LRRIQ4 Activators
LRRIQ4 Activators are a diverse group of chemical compounds that enhance the functional activity of LRRIQ4, a protein predicted to have serine/threonine phosphatase activity and be involved in signal transduction. Forskolin and Rolipram, through their action of increasing intracellular cAMP levels, indirectly augment LRRIQ4 activity by activating PKA, which phosphorylates substrates involved in serine/threonine phosphatase pathways, thereby enhancing LRRIQ4's role in signal transduction. Epigallocatechin Gallate, by inhibiting competitive kinase signaling, indirectly potentiates LRRIQ4-mediated pathways, allowing for an increase in its activity. Inhibitors like Okadaic Acid and Calyculin A, which target protein phosphatases 1 and 2A, shift the cellular phosphatase balance, potentially enhancing LRRIQ4's relative phosphatase activity. This alteration in the phosphatase equilibrium can increase the prominence of LRRIQ4 in specific signaling pathways.

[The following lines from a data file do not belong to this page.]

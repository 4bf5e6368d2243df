//! Typed dartboard segment labels (`T20`, `D16`, `5`, `25`, `BULL`, `0`).

use serde::{Deserialize, Serialize};
use std::fmt;
use std::str::FromStr;

/// Where a dart landed, in the label vocabulary used by events and fusion.
#[derive(Clone, Copy, Debug, PartialEq, Eq, Hash, Serialize, Deserialize)]
#[serde(into = "String", try_from = "String")]
pub enum Segment {
    /// Outside the outer double ring (label `0`).
    Miss,
    Single(u8),
    Double(u8),
    Triple(u8),
    /// Outer bull (label `25`).
    OuterBull,
    /// Inner bull (label `BULL`).
    Bull,
}

#[derive(thiserror::Error, Debug, Clone, PartialEq, Eq)]
#[error("invalid segment label {0:?}")]
pub struct ParseSegmentError(pub String);

impl Segment {
    /// Build from a base value and multiplier. Bulls only exist as singles.
    pub fn from_parts(value: u32, multiplier: u32) -> Option<Self> {
        match (value, multiplier) {
            (0, 1) => Some(Self::Miss),
            (25, 1) => Some(Self::OuterBull),
            (50, 1) => Some(Self::Bull),
            (n @ 1..=20, 1) => Some(Self::Single(n as u8)),
            (n @ 1..=20, 2) => Some(Self::Double(n as u8)),
            (n @ 1..=20, 3) => Some(Self::Triple(n as u8)),
            _ => None,
        }
    }

    /// Base value: the wedge number, 25 / 50 for the bulls, 0 for a miss.
    pub fn value(&self) -> u32 {
        match *self {
            Self::Miss => 0,
            Self::Single(n) | Self::Double(n) | Self::Triple(n) => n as u32,
            Self::OuterBull => 25,
            Self::Bull => 50,
        }
    }

    pub fn multiplier(&self) -> u32 {
        match self {
            Self::Double(_) => 2,
            Self::Triple(_) => 3,
            _ => 1,
        }
    }

    /// Points scored by a dart in this segment.
    pub fn points(&self) -> u32 {
        self.value() * self.multiplier()
    }

    pub fn is_miss(&self) -> bool {
        matches!(self, Self::Miss)
    }
}

impl fmt::Display for Segment {
    fn fmt(&self, f: &mut fmt::Formatter<'_>) -> fmt::Result {
        match self {
            Self::Miss => f.write_str("0"),
            Self::Single(n) => write!(f, "{n}"),
            Self::Double(n) => write!(f, "D{n}"),
            Self::Triple(n) => write!(f, "T{n}"),
            Self::OuterBull => f.write_str("25"),
            Self::Bull => f.write_str("BULL"),
        }
    }
}

impl FromStr for Segment {
    type Err = ParseSegmentError;

    fn from_str(s: &str) -> Result<Self, Self::Err> {
        let err = || ParseSegmentError(s.to_string());
        let number = |digits: &str| digits.parse::<u32>().map_err(|_| err());

        let (value, multiplier) = match s {
            "BULL" => (50, 1),
            "25" => (25, 1),
            _ => {
                if let Some(rest) = s.strip_prefix('T') {
                    (number(rest)?, 3)
                } else if let Some(rest) = s.strip_prefix('D') {
                    (number(rest)?, 2)
                } else {
                    (number(s)?, 1)
                }
            }
        };
        Self::from_parts(value, multiplier).ok_or_else(err)
    }
}

impl From<Segment> for String {
    fn from(s: Segment) -> Self {
        s.to_string()
    }
}

impl TryFrom<String> for Segment {
    type Error = ParseSegmentError;

    fn try_from(s: String) -> Result<Self, Self::Error> {
        s.parse()
    }
}

/// Label for a `(value, multiplier)` pair, `None` if no such segment exists.
pub fn format_segment(value: u32, multiplier: u32) -> Option<String> {
    Segment::from_parts(value, multiplier).map(|s| s.to_string())
}

/// Inverse of [`format_segment`]: `BULL`→(50,1), `25`→(25,1), `T<n>`→(n,3),
/// `D<n>`→(n,2), bare `<n>`→(n,1).
pub fn parse_segment(label: &str) -> Option<(u32, u32)> {
    label
        .parse::<Segment>()
        .ok()
        .map(|s| (s.value(), s.multiplier()))
}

The activity of LRRIQ4 is further influenced by compounds that modulate intracellular calcium levels and various kinase pathways. Ionomycin and Thapsigargin, by elevating calcium levels, activate calcium-dependent signaling mechanisms, which are crucial for LRRIQ4's phosphatase activity. PMA, as a PKC activator, and LY294002, a PI3K inhibitor, modify several signaling pathways, potentially enhancing LRRIQ4's involvement in serine/threonine phosphatase-mediated signal transduction. U0126, by inhibiting MEK1/2, alters MAPK signaling, which can indirectly boost LRRIQ4's activity in related pathways. Staurosporine, despite its broad-spectrum kinase inhibition, may selectively enhance LRRIQ4 pathways by lifting inhibition on LRRIQ4-related processes. Finally, Sphingosine-1-phosphate, through its effect on sphingolipid signaling, could further potentiate LRRIQ4's role in phosphatase-mediated signal transduction, illustrating the complex interplay of these activators in modulating LRRIQ4's functional activity.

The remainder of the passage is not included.